[What is expected]: Narrow the data below down to the lines containing "PassThrough".

(Stored data entries)
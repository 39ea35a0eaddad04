//! Scheme-prefix dispatch.
//!
//! A [`Registry`] maps scheme prefixes such as `env:` or `json:` to
//! [`Resolver`]s. Lookup walks schemes in registration order and hands the
//! first matching resolver the remainder of the variable.

use std::fmt;
use std::sync::Arc;

use parking_lot::RwLock;
use resolv_interp::{Interpolator, TokenResolver};
use resolv_ir::{Error, Result};
use tracing::debug;

use crate::resolvers::{DocumentResolver, EnvResolver, FileResolver, IniResolver};

/// Resolves one variable whose scheme prefix has already been removed.
pub trait Resolver: Send + Sync {
    fn resolve(&self, value: &str) -> Result<String>;
}

/// Adapter turning a closure into a [`Resolver`].
///
/// ```
/// use resolv_ir::Result;
/// use resolv_registry::{Registry, ResolverFn};
///
/// let registry = Registry::new();
/// let upper = |v: &str| -> Result<String> { Ok(v.to_uppercase()) };
/// registry.register("upper:", ResolverFn(upper)).unwrap();
/// assert_eq!(registry.resolve_variable("upper:abc").unwrap(), "ABC");
/// ```
pub struct ResolverFn<F>(pub F);

impl<F> Resolver for ResolverFn<F>
where
    F: Fn(&str) -> Result<String> + Send + Sync,
{
    fn resolve(&self, value: &str) -> Result<String> {
        (self.0)(value)
    }
}

impl<F> fmt::Debug for ResolverFn<F> {
    fn fmt(&self, f: &mut fmt::Formatter<'_>) -> fmt::Result {
        f.write_str("ResolverFn(..)")
    }
}

/// What [`Registry::resolve_variable`] does with a variable no scheme matches.
#[derive(Copy, Clone, Debug, Default, PartialEq, Eq)]
pub enum UnknownSchemePolicy {
    /// Return the variable unchanged.
    #[default]
    PassThrough,
    /// Fail with `NotFound`.
    ErrorOnUnknown,
}

struct State {
    entries: Vec<(String, Arc<dyn Resolver>)>,
    policy: UnknownSchemePolicy,
    interpolator: Interpolator,
}

/// Ordered scheme table, safe to share between threads.
///
/// Reads take a shared lock only long enough to pick a resolver; the
/// resolver itself runs unlocked, so it may call back into the registry.
pub struct Registry {
    state: RwLock<State>,
}

impl Default for Registry {
    fn default() -> Self {
        Self::new()
    }
}

impl Registry {
    /// An empty registry with the pass-through policy.
    pub fn new() -> Self {
        Self::from_entries(Vec::new())
    }

    /// A registry with the built-in schemes, in order:
    /// `env:`, `file:`, `json:`, `yaml:`, `toml:`, `ini:`.
    pub fn with_defaults() -> Self {
        let entries: Vec<(String, Arc<dyn Resolver>)> = vec![
            ("env:".to_owned(), Arc::new(EnvResolver)),
            ("file:".to_owned(), Arc::new(FileResolver)),
            ("json:".to_owned(), Arc::new(DocumentResolver::json())),
            ("yaml:".to_owned(), Arc::new(DocumentResolver::yaml())),
            ("toml:".to_owned(), Arc::new(DocumentResolver::toml())),
            ("ini:".to_owned(), Arc::new(IniResolver)),
        ];
        Self::from_entries(entries)
    }

    fn from_entries(entries: Vec<(String, Arc<dyn Resolver>)>) -> Self {
        Registry {
            state: RwLock::new(State {
                entries,
                policy: UnknownSchemePolicy::default(),
                interpolator: Interpolator::new(),
            }),
        }
    }

    /// Add `resolver` under `scheme`, or replace the resolver already there.
    ///
    /// `scheme` must end with `:` and name something before it (`"json:"`).
    /// A replaced scheme keeps its position in the lookup order.
    pub fn register<R>(&self, scheme: &str, resolver: R) -> Result<()>
    where
        R: Resolver + 'static,
    {
        validate_scheme(scheme)?;
        let resolver: Arc<dyn Resolver> = Arc::new(resolver);
        let mut state = self.state.write();
        if let Some(entry) = state.entries.iter_mut().find(|(s, _)| s == scheme) {
            debug!(scheme, "replacing resolver");
            entry.1 = resolver;
        } else {
            debug!(scheme, "registering resolver");
            state.entries.push((scheme.to_owned(), resolver));
        }
        Ok(())
    }

    /// Remove `scheme`. Returns `false` if it was not registered.
    pub fn unregister(&self, scheme: &str) -> bool {
        let mut state = self.state.write();
        let before = state.entries.len();
        state.entries.retain(|(s, _)| s != scheme);
        let removed = state.entries.len() != before;
        if removed {
            debug!(scheme, "unregistered resolver");
        }
        removed
    }

    /// Registered schemes in lookup order.
    pub fn schemes(&self) -> Vec<String> {
        self.state
            .read()
            .entries
            .iter()
            .map(|(s, _)| s.clone())
            .collect()
    }

    pub fn unknown_scheme_policy(&self) -> UnknownSchemePolicy {
        self.state.read().policy
    }

    pub fn set_unknown_scheme_policy(&self, policy: UnknownSchemePolicy) {
        self.state.write().policy = policy;
    }

    pub fn max_passes(&self) -> usize {
        self.state.read().interpolator.max_passes()
    }

    /// Pass budget used by [`resolve_string`](Self::resolve_string). Zero is treated as one.
    pub fn set_max_passes(&self, max_passes: usize) {
        let mut state = self.state.write();
        state.interpolator = state.interpolator.with_max_passes(max_passes);
    }

    /// Resolve a single `scheme:rest` variable.
    pub fn resolve_variable(&self, value: &str) -> Result<String> {
        let (matched, policy) = {
            let state = self.state.read();
            let matched = state.entries.iter().find_map(|(scheme, resolver)| {
                value
                    .strip_prefix(scheme.as_str())
                    .map(|rest| (scheme.clone(), rest, Arc::clone(resolver)))
            });
            (matched, state.policy)
        };

        match matched {
            Some((scheme, rest, resolver)) => {
                debug!(scheme = scheme.as_str(), "dispatching variable");
                resolver.resolve(rest)
            }
            None => match policy {
                UnknownSchemePolicy::PassThrough => Ok(value.to_owned()),
                UnknownSchemePolicy::ErrorOnUnknown => Err(Error::not_found(format!(
                    "no resolver registered for {value:?}"
                ))),
            },
        }
    }

    /// Expand every `${...}` token in `input` through this registry.
    pub fn resolve_string(&self, input: &str) -> Result<String> {
        let interpolator = self.state.read().interpolator;
        interpolator.interpolate(input, self)
    }

    /// Resolve each variable in order. Fails on the first error.
    pub fn resolve_all<S: AsRef<str>>(&self, values: &[S]) -> Result<Vec<String>> {
        values
            .iter()
            .map(|value| self.resolve_variable(value.as_ref()))
            .collect()
    }
}

impl TokenResolver for Registry {
    fn resolve_token(&self, content: &str) -> Result<String> {
        self.resolve_variable(content)
    }
}

impl fmt::Debug for Registry {
    fn fmt(&self, f: &mut fmt::Formatter<'_>) -> fmt::Result {
        let state = self.state.read();
        f.debug_struct("Registry")
            .field(
                "schemes",
                &state.entries.iter().map(|(s, _)| s).collect::<Vec<_>>(),
            )
            .field("policy", &state.policy)
            .field("max_passes", &state.interpolator.max_passes())
            .finish()
    }
}

fn validate_scheme(scheme: &str) -> Result<()> {
    match scheme.strip_suffix(':') {
        Some(name) if !name.is_empty() => Ok(()),
        _ => Err(Error::bad_path(format!(
            "scheme {scheme:?} must be a name followed by ':'"
        ))),
    }
}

[Expected answer]:
    PassThrough,
                UnknownSchemePolicy::PassThrough => Ok(value.to_owned()),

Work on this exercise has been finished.